Other than the yeasts used, are there any other differences I should aware of?


----------



## razz (4/6/15)

Hops. Lots of American style dark ales around now panzerd. amber ale, IPA etc. I love big hoppy dark ales and the dark lagers I've had are more the traditional german styles with german hops.


----------



## NealK (4/6/15)

Lagering!


----------



## hoppy2B (4/6/15)

panzerd18 said:


> Other than the yeasts used, are there any other differences I should aware of?


I don't know what you should be aware of because I don't know what your purpose for asking is.

One thing to consider might be ABV. I'm not an expert but maybe an ale would have a higher ABV. Or perhaps it might be possible to brew a higher gravity ale.

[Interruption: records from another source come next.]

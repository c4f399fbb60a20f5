//! The polling loop: cycles, timeouts, shutdown
//!
//! One cycle per tick: issue all five channel reads concurrently, wait for
//! each to finish or time out, assemble the record, append it. A cycle is a
//! barrier; the next never starts until the current one is fully persisted.

use std::sync::{Arc, Mutex};
use std::time::Duration;

use log::{debug, error, warn};
use tokio::sync::watch;
use tokio::task::JoinHandle;
use tokio::time::{timeout, MissedTickBehavior};

use roomsense_core::{AnomalyDetector, CycleAggregator, EnvironmentRecord, RawSample, SensorId};

use crate::{
    config::NodeConfig, error::NodeError, source::RawSampleSource, store::TimeSeriesStore,
    SharedClock,
};

/// Drives the read → calibrate → fuse → store pipeline on a fixed cadence
pub struct Poller {
    source: Arc<dyn RawSampleSource>,
    store: Arc<dyn TimeSeriesStore>,
    aggregator: CycleAggregator,
    detector: Mutex<AnomalyDetector>,
    clock: SharedClock,
    interval: Duration,
    read_timeout: Duration,
}

impl Poller {
    /// Assemble a poller from its collaborators and the node configuration.
    ///
    /// The per-read timeout is clamped to the cycle interval so a hung
    /// channel can never stall the cadence.
    pub fn new(
        source: Arc<dyn RawSampleSource>,
        store: Arc<dyn TimeSeriesStore>,
        aggregator: CycleAggregator,
        clock: SharedClock,
        config: &NodeConfig,
    ) -> Self {
        let interval = config.poll_interval();
        Self {
            source,
            store,
            aggregator,
            detector: Mutex::new(AnomalyDetector::new(config.anomaly)),
            clock,
            interval,
            read_timeout: config.read_timeout().min(interval),
        }
    }

    /// Run exactly one cycle: concurrent reads, one record, one append.
    ///
    /// Failed or timed-out channels are logged and their quantities left
    /// missing; only a store failure is an error here.
    pub async fn poll_once(&self) -> Result<EnvironmentRecord, NodeError> {
        let cycle_start = self.clock.now();

        let (a, b, c, gas, light) = tokio::join!(
            self.read_channel(SensorId::Dht22A),
            self.read_channel(SensorId::Dht22B),
            self.read_channel(SensorId::Dht22C),
            self.read_channel(SensorId::Mq135),
            self.read_channel(SensorId::Light),
        );

        let mut samples: Vec<RawSample> = Vec::with_capacity(SensorId::ALL.len());
        samples.extend([a, b, c, gas, light].into_iter().flatten());

        let record = self.aggregator.assemble(cycle_start, &samples);
        for quantity in record.missing() {
            warn!("cycle {cycle_start}: no usable {quantity} reading");
        }

        if let Ok(mut detector) = self.detector.lock() {
            for anomaly in detector.observe(&record) {
                warn!(
                    "cycle {cycle_start}: {:?} anomaly on {}: {:.1} exceeds threshold {:.1}",
                    anomaly.kind,
                    anomaly.quantity,
                    anomaly.value,
                    anomaly.threshold,
                );
            }
        }

        self.store.append(&record).await?;
        debug!(
            "cycle {cycle_start}: stored record ({}/4 quantities)",
            4 - record.missing().len()
        );
        Ok(record)
    }

    async fn read_channel(&self, channel: SensorId) -> Option<RawSample> {
        match timeout(self.read_timeout, self.source.read(channel)).await {
            Ok(Ok(sample)) => Some(sample),
            Ok(Err(err)) => {
                warn!("read {} failed: {err}", channel.name());
                None
            }
            Err(_) => {
                warn!(
                    "read {} timed out after {:?}",
                    channel.name(),
                    self.read_timeout
                );
                None
            }
        }
    }

    /// Run the loop on the runtime until shut down.
    ///
    /// Shutdown is observed between cycles; an in-flight cycle always
    /// finishes and is persisted before the task exits. Store failures are
    /// logged and the loop continues; one bad append must not kill the
    /// station.
    pub fn spawn(self) -> PollerHandle {
        let (shutdown, mut shutdown_rx) = watch::channel(false);

        let task = tokio::spawn(async move {
            let mut ticker = tokio::time::interval(self.interval);
            ticker.set_missed_tick_behavior(MissedTickBehavior::Delay);

            loop {
                tokio::select! {
                    _ = ticker.tick() => {
                        if let Err(err) = self.poll_once().await {
                            error!("cycle failed: {err}");
                        }
                    }
                    _ = shutdown_rx.changed() => break,
                }
            }
            debug!("polling loop stopped");
        });

        PollerHandle { shutdown, task }
    }
}

/// Handle for stopping a spawned [`Poller`]
pub struct PollerHandle {
    shutdown: watch::Sender<bool>,
    task: JoinHandle<()>,
}

impl PollerHandle {
    /// Signal shutdown and wait for the loop to finish its current cycle
    pub async fn shutdown(self) {
        let _ = self.shutdown.send(true);
        let _ = self.task.await;
    }
}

Your lager will come out at a lower IBU due to the cold lagering process dropping out some hop resin and also the lower ABV, assuming it does in fact have a lower ABV.


----------



## Bribie G (4/6/15)

Lagers and ales were originally dark. Pale ales and golden lagers only came in during the 19th Century.

Until the 1960s most beer sold in the UK was dark.





Even in parts of Australia dark ale constituted the majority of beer sold.. Newcastle for example where they still put on Kent Old Brown at some of the pubs.

So really any questions about the difference are really the same as questions about the difference between pale ales and pale lagers.


----------



## Blind Dog (4/6/15)

Depends on what dark ale and what dark lager you're comparing


----------



## panzerd18 (4/6/15)

I think I need to research the BJCP styles.

http://www.bjcp.org/stylecenter.php


----------



## Harty (24/7/15)

Same!


----------